What is the allure of brightly colored, sugary drinks? Could it be the bright colors and the sugar?
The plaza in front of the colonial styled church fills up every afternoon and every weekend with people enjoying the view, listening to the story-tellers that come in the evenings, and enjoying the breeze that blows through after 4:00 in the afternoon.
The crowds of people attract vendors of all types of wares: from corn on the cob to hand-crafted, multi-colored leather sandals hawked by travelling artisans. But there is one man who has been there longer than all of them: Jesús María, the shaved ice seller, who has been providing the park with shaved ice for 31 years.
In Colombian Spanish shaved ice is called cholado, and it comes in various forms. There is the simplest version, that Jesús María sells which is ice, passion fruit and blackberry syrups, lemon juice, and sweetened condensed milk. More elaborate cholados will contain the basic ingredients, plus a number of fruits including lulo – a tropical version of the kiwi fruit that is orange on the outside and tart juicy green on the inside – pineapple, mango, banana and whatever else might fit in the cup.
In a city where the average temperature is 25 degrees Celsius (77 degrees Fahrenheit), but often reaching 30°C (86°F), there is no shortage of people looking to cool down.
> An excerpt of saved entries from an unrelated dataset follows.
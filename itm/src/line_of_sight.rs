//! Line-of-sight submodel.
//!
//! A two-ray (direct plus ground-reflected) model, faded into the extended
//! diffraction line as terrain gets rougher. See ITM sections `<16>` through
//! `<18>`, and T.A. section 4.

use crate::environment::Environment;
use crate::formulae::complex_quotient;
use crate::geometry::Geometry;
use crate::propagation::{DiffractionFit, Horizons};
use num_complex::Complex64;

#[derive(Clone, Copy, Debug, PartialEq)]
pub struct LineOfSight {
    /// Weight of the two-ray term against the diffraction line.
    wls: f64,

    wave_number: f64,
    effective_heights: (f64, f64),
    terrain_irregularity: f64,
    transfer_impedance: Complex64,
    diffraction: DiffractionFit,
}

impl LineOfSight {
    /// See ITM section `<17>`.
    pub fn new(
        environment: &Environment,
        geometry: &Geometry,
        horizons: &Horizons,
        diffraction: DiffractionFit,
    ) -> Self {
        let wn = environment.wave_number;
        let dh = geometry.terrain_irregularity;

        Self {
            wls: 0.021 / (0.021 + wn * dh / horizons.smooth_earth_total.max(10e3)),
            wave_number: wn,
            effective_heights: geometry.effective_heights,
            terrain_irregularity: dh,
            transfer_impedance: environment.transfer_impedance,
            diffraction,
        }
    }

    /// Line-of-sight attenuation at `distance` metres.
    ///
    /// See ITM section `<18>`.
    pub fn attenuation(&self, distance: f64) -> f64 {
        let wn = self.wave_number;
        let he = self.effective_heights;
        let zgnd = self.transfer_impedance;

        // terrain roughness at this distance
        let q = (1.0 - 0.8 * (-distance / 50e3).exp()) * self.terrain_irregularity;
        let s = 0.78 * q * (-(q / 16.0).powf(0.25)).exp();

        // reflection coefficient at the grazing angle
        let q = he.0 + he.1;
        let sps = q / (distance * distance + q * q).sqrt();
        let grazing = Complex64::new(sps, 0.0);
        let mut r = complex_quotient(grazing - zgnd, grazing + zgnd)
            * (-(10f64.min(wn * s * sps))).exp();
        let q = r.norm().powf(2.0);
        if q < 0.25 || q < sps {
            r = r * (sps / q).sqrt();
        }

        let alt = self.diffraction.at(distance);

        // phase difference between the two rays
        let mut q = wn * he.0 * he.1 * 2.0 / distance;
        if q > 1.57 {
            q = 3.14 - 2.4649 / q;
        }

        let two_ray = -4.343 * (Complex64::new(q.cos(), -q.sin()) + r).norm().powf(2.0).ln();
        (two_ray - alt) * self.wls + alt
    }
}
//! Utilities for ITM.
//!
//! These are miscellaneous functions that are functionally pure but also
//! implement well-known algorithms and formulae. Some of them are written out
//! by hand rather than delegated to a library so that results stay
//! reproducible to the last bit against published reference tables.

use num_complex::Complex64;

/// C group of constants for the qerfi approximation.
const QERFI_C: (f64, f64, f64) = (2.515516698, 0.802853, 0.010328);

/// D group of constants for the qerfi approximation.
const QERFI_D: (f64, f64, f64) = (1.432788, 0.189269, 0.001308);

/// The inverse of the standard normal complementary probability function.
///
/// The standard normal complementary function is _Q(x) = 1 / √͞2͞π ∫ e^(-t²/2)_.
/// This inverse is the solution for _x_ to _q = Q(x)_, also noted _Q¯¹(q)_.
///
/// This is used to turn the requested fractions of time, locations and
/// situations into standard normal deviates.
///
/// The implementation is an approximation by [Cecil Hastings][Hastings55],
/// with a maximum error of 4.5 × 10¯⁴. As the approximation is not good past
/// that, the result is rounded to four decimal places. Inputs are not
/// validated: anything outside of _(0, 1)_ is clamped near the extremes.
///
/// In the FORTRAN, this function was called `qerfi`. See `<50>`, `<51>`.
///
/// [Hastings55]: https://press.princeton.edu/titles/1133.html
pub fn inverse_normal_complementary(q: f64) -> f64 {
    let x = 0.5 - q;
    let mut t = (0.5 - x.abs()).max(0.000001);
    t = (-2.0 * t.ln()).sqrt();
    let v = t
        - ((QERFI_C.2 * t + QERFI_C.1) * t + QERFI_C.0)
            / (((QERFI_D.2 * t + QERFI_D.1) * t + QERFI_D.0) * t + 1.0);

    let v = if x < 0.0 { -v } else { v };
    (v * 1e4).round_ties_even() / 1e4
}

/// [`inverse_normal_complementary`] over a sequence, preserving order.
pub fn inverse_normal_complementary_each(fractions: &[f64]) -> Vec<f64> {
    fractions
        .iter()
        .map(|&q| inverse_normal_complementary(q))
        .collect()
}

/// Least-squares linear fit over evenly-spaced data between two points.
///
/// `data` holds samples at `0, interval, 2 × interval, …` and `span` gives the
/// distances between which to fit. Returns _Z₀_ and _Zn_: the fitted line
/// evaluated at the first and at the last sample.
///
/// See ITM section `<53>`.
pub fn least_squares_linear_fit(interval: f64, data: &[f64], span: (f64, f64)) -> (f64, f64) {
    let xn = data.len().saturating_sub(1) as f64;
    let mut xa = fortran_dim(span.0 / interval, 0.0).trunc();
    let mut xb = xn - fortran_dim(xn, span.1 / interval).trunc();

    if xb <= xa {
        xa = fortran_dim(xa, 1.0);
        xb = xn - fortran_dim(xn, xb + 1.0);
    }

    let mut ja = xa as usize;
    let jb = xb as usize;
    let n = jb.saturating_sub(ja);

    xa = xb - xa;
    let mut x = -0.5 * xa;
    xb += x;

    let mut a = 0.5 * (data[ja] + data[jb]);
    let mut b = 0.5 * (data[ja] - data[jb]) * x;

    for _ in 2..=n {
        ja += 1;
        x += 1.0;
        a += data[ja];
        b += data[ja] * x;
    }

    a /= xa;
    b = b * 12.0 / ((xa * xa + 2.0) * xa);

    (a - b * xb, a + b * (xn - xb))
}

/// Fortran-style DIM operation.
pub fn fortran_dim(x: f64, y: f64) -> f64 {
    if x > y {
        x - y
    } else {
        0.0
    }
}

/// Complex division with Smith's scaling.
///
/// Same algorithm as most reference complex libraries (and as the ITM
/// reference tables were computed with), which keeps the ground-impedance
/// terms bit-for-bit comparable.
pub fn complex_quotient(a: Complex64, b: Complex64) -> Complex64 {
    if b.re.abs() >= b.im.abs() {
        let ratio = b.im / b.re;
        let denom = b.re + b.im * ratio;
        Complex64::new((a.re + a.im * ratio) / denom, (a.im - a.re * ratio) / denom)
    } else {
        let ratio = b.re / b.im;
        let denom = b.re * ratio + b.im;
        Complex64::new((a.re * ratio + a.im) / denom, (a.im * ratio - a.re) / denom)
    }
}
//! Path geometry: effective heights, horizons, terrain irregularity.
//!
//! There are two ways to get there. In area mode the terrain is only known
//! statistically (through its irregularity) and the horizons are estimated
//! from empirical formulae, depending on how carefully the terminals were
//! sited. In point-to-point mode they are read off an elevation profile: see
//! [`Geometry::from_profile`](crate::profile).
//!
//! See ITM sections `<42>` through `<47>`.

use crate::environment::Environment;
use crate::error::InputError;
use serde::{Deserialize, Serialize};

/// How carefully a terminal was placed relative to the terrain around it.
#[derive(Clone, Copy, Debug, Default, PartialEq, Eq, Hash, Serialize, Deserialize)]
#[serde(rename_all = "kebab-case")]
pub enum SitingCriteria {
    #[default]
    Random,
    Careful,
    VeryCareful,
}

impl SitingCriteria {
    /// Parses the ITM integer code (0 random, 1 careful, 2 very careful).
    pub fn from_code(code: i32) -> Result<Self, InputError> {
        match code {
            0 => Ok(SitingCriteria::Random),
            1 => Ok(SitingCriteria::Careful),
            2 => Ok(SitingCriteria::VeryCareful),
            _ => Err(InputError::UnknownSiting(code)),
        }
    }
}

/// Which kind of inputs the geometry was derived from.
#[derive(Clone, Copy, Debug, PartialEq, Eq, Hash, Serialize, Deserialize)]
#[serde(rename_all = "kebab-case")]
pub enum Mode {
    Area,
    PointToPoint,
}

/// Geometry of a path, per terminal as _(tx, rx)_ pairs.
#[derive(Clone, Copy, Debug, PartialEq)]
pub struct Geometry {
    pub mode: Mode,

    /// Structural heights of the antennas above ground.
    pub heights: (f64, f64), // <hg>

    /// Terminal effective heights: adjusted against horizons (or obstructions).
    pub effective_heights: (f64, f64), // <he>

    /// Distances from each terminal to its radio horizon.
    pub horizon_distances: (f64, f64), // <dl>

    /// Elevation angles of the horizons from each terminal at the heights of
    /// the antennas, in radians.
    pub elevation_angles: (f64, f64), // <the>

    /// Interdecile range of terrain elevations.
    pub terrain_irregularity: f64, // <dh>

    /// Path length. Only known in point-to-point mode: zero for area mode.
    pub length: f64, // <dist>
}

impl Geometry {
    /// Area mode: estimates effective heights and horizons from siting.
    ///
    /// See ITM section `<42>` (qlra).
    pub fn area(
        heights: (f64, f64),
        siting: (SitingCriteria, SitingCriteria),
        terrain_irregularity: f64,
        environment: &Environment,
    ) -> Self {
        fn effective_height(hg: f64, siting: SitingCriteria, dh: f64) -> f64 {
            let mut q = match siting {
                SitingCriteria::Random => return hg,
                SitingCriteria::Careful => 4.0,
                SitingCriteria::VeryCareful => 9.0,
            };

            if hg < 5.0 {
                q *= (0.3141593 * hg).sin();
            }

            hg + (1.0 + q) * (-(20f64.min(2.0 * hg / dh.max(1e-3)))).exp()
        }

        let dh = terrain_irregularity;
        let gme = environment.effective_curvature;
        let he = (
            effective_height(heights.0, siting.0, dh),
            effective_height(heights.1, siting.1, dh),
        );
        let dl = (
            empirical_horizon_distance(he.0, gme, dh),
            empirical_horizon_distance(he.1, gme, dh),
        );

        Self {
            mode: Mode::Area,
            heights,
            effective_heights: he,
            horizon_distances: dl,
            elevation_angles: (
                empirical_elevation_angle(he.0, dl.0, gme, dh),
                empirical_elevation_angle(he.1, dl.1, gme, dh),
            ),
            terrain_irregularity,
            length: 0.0,
        }
    }
}

/// Horizon distance from a terminal over terrain of irregularity `dh`.
///
/// Smooth-earth horizon reduced by the terrain. Fig/3.3 in T.A.
pub(crate) fn empirical_horizon_distance(he: f64, gme: f64, dh: f64) -> f64 {
    (2.0 * he / gme).sqrt() * (-0.07 * (dh / he.max(5.0)).sqrt()).exp()
}

/// Horizon elevation angle from a terminal. Fig/3.4 in T.A.
pub(crate) fn empirical_elevation_angle(he: f64, dl: f64, gme: f64, dh: f64) -> f64 {
    let q = (2.0 * he / gme).sqrt();
    (0.65 * dh * (q / dl - 1.0) - 2.0 * he) / q
}

#[cfg(test)]
mod tests {
    use super::*;
    use crate::{Climate, ImpedanceRule, Polarisation, Settings, Variability};
    use approx::assert_relative_eq;

    fn environment() -> Environment {
        let settings = Settings {
            permittivity: 15.0,
            conductivity: 0.001,
            climate: Climate::ContinentalTemperate,
            surface_refractivity: 301.0,
            frequency: 20.0,
            polarisation: Polarisation::Vertical,
            variability: Variability::default(),
            impedance: ImpedanceRule::RealRoot,
        };
        Environment::new(&settings, 0.0)
    }

    #[test]
    fn very_careful_siting() {
        let g = Geometry::area(
            (3.3, 1.3),
            (SitingCriteria::VeryCareful, SitingCriteria::VeryCareful),
            102.0,
            &environment(),
        );

        assert_relative_eq!(g.effective_heights.0, 11.498639094803742, max_relative = 1e-12);
        assert_relative_eq!(g.effective_heights.1, 5.759204322989962, max_relative = 1e-12);
        assert_relative_eq!(g.horizon_distances.0, 11345.173927944848, max_relative = 1e-12);
        assert_relative_eq!(g.horizon_distances.1, 7366.727439513914, max_relative = 1e-12);
        assert_relative_eq!(g.elevation_angles.0, -0.0005458450533421674, max_relative = 1e-9);
        assert_relative_eq!(g.elevation_angles.1, 0.0011318367943851503, max_relative = 1e-9);
    }

    #[test]
    fn random_siting_keeps_structural_height() {
        let g = Geometry::area(
            (10.0, 2.0),
            (SitingCriteria::Random, SitingCriteria::Careful),
            90.0,
            &environment(),
        );

        assert_eq!(g.effective_heights.0, 10.0);
        assert!(g.effective_heights.1 > 2.0);
        assert_eq!(g.mode, Mode::Area);
    }

    #[test]
    fn siting_codes() {
        assert_eq!(SitingCriteria::from_code(2).unwrap(), SitingCriteria::VeryCareful);
        assert!(SitingCriteria::from_code(3).is_err());
    }
}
It is a product that is commonly consumed here, as it is in many places where the sun bakes down on beaches and cities. What makes Jesús María’s cholado different from many in the city, and virtually any shaved ice that you could buy around the world is his tricycle bike with an integrated manually cranked ice-shaver.
Because it is 100% human powered, you have to wait a little longer than you would for a shaved ice that has a motor powered ice shaver, or a slushie that is just waiting for someone to put a cup under the spout, pull the handle and let the brightly colored sugar slush flow. But while you wait, you can appreciate Jesús María’s utter efficiency in production; you can listen to the classic boleros and vallenatos that continuously flow from his transistor radio; you can anticipate the cool sweetness cut by the sour of the lemon juice that you are about to receive.
Selling cholados has been Jesús María’s sole source of income for the last three decades. He charges $4000 pesos ($1.35 US) for a small, and $5000 pesos ($1.70 US) for a large. “On Sundays, I might sell 50. Half of my profits go directly towards supplies, and the other half, I have to spread out over the week. Weekdays are pretty slow, I might sell five or 10 cholados, but I know I can count on Sundays and holidays, when the park is full, to get through the week, “ he explained.
While the days are long for Jesús María – he arrives at the park at 8:30 a.m. and doesn’t leave until after 5:00 p.m. – there are perks to his job. “I’ve served people from all over the world here in the park. But one in particular was Luis Miguel Dominguín, a famous bull-fighter. I remember him because he was sitting right over there, talking on a cell-phone. In that time, no one in Colombia had a cell-phone. So, I asked him who he was, and he told me. But he was just right there, like any other person in the world!”
Jesús María has found vocation in making cholados. “This job brings me a lot of satisfaction. I like it. It’s everything to me. It’s like if I didn’t do this, I would probably get sick from missing it.” He has no plans for modernizing his set-up; it just wouldn’t be the same, for him or his customers.